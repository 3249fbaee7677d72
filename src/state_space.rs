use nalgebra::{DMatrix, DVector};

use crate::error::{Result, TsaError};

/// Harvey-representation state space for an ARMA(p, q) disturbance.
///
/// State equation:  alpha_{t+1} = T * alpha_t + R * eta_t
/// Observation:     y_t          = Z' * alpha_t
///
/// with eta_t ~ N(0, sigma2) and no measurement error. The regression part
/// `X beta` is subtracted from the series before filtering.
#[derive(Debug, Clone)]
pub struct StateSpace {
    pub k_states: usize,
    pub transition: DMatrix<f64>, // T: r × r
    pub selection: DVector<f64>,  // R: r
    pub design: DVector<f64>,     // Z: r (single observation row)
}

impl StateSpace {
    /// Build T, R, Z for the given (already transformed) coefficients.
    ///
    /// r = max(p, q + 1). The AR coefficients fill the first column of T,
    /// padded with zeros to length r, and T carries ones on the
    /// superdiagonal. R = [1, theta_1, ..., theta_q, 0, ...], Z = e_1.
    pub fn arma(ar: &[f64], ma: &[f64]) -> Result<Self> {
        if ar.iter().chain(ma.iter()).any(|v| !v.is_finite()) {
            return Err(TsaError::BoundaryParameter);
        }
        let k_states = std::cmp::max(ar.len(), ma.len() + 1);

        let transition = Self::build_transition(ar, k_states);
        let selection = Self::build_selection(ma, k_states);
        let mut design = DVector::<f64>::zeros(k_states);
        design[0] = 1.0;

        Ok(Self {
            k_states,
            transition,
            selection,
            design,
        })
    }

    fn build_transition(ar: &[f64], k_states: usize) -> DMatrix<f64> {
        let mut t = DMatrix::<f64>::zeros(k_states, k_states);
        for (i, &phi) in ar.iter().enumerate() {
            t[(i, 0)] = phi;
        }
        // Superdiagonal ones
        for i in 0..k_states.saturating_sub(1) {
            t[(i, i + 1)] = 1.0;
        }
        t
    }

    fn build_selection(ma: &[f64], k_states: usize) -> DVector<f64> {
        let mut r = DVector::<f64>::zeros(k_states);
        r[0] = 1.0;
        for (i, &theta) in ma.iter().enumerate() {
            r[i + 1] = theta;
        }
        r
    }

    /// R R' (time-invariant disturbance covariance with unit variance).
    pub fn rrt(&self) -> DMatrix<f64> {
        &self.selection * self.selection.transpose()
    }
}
___
*ABOUT THIS EXERCISE*
Search the records for the string "Result" and return every line in which it occurs.

*ANSWER TO THIS TASK*
use crate::error::{Result, TsaError};
    pub fn arma(ar: &[f64], ma: &[f64]) -> Result<Self> {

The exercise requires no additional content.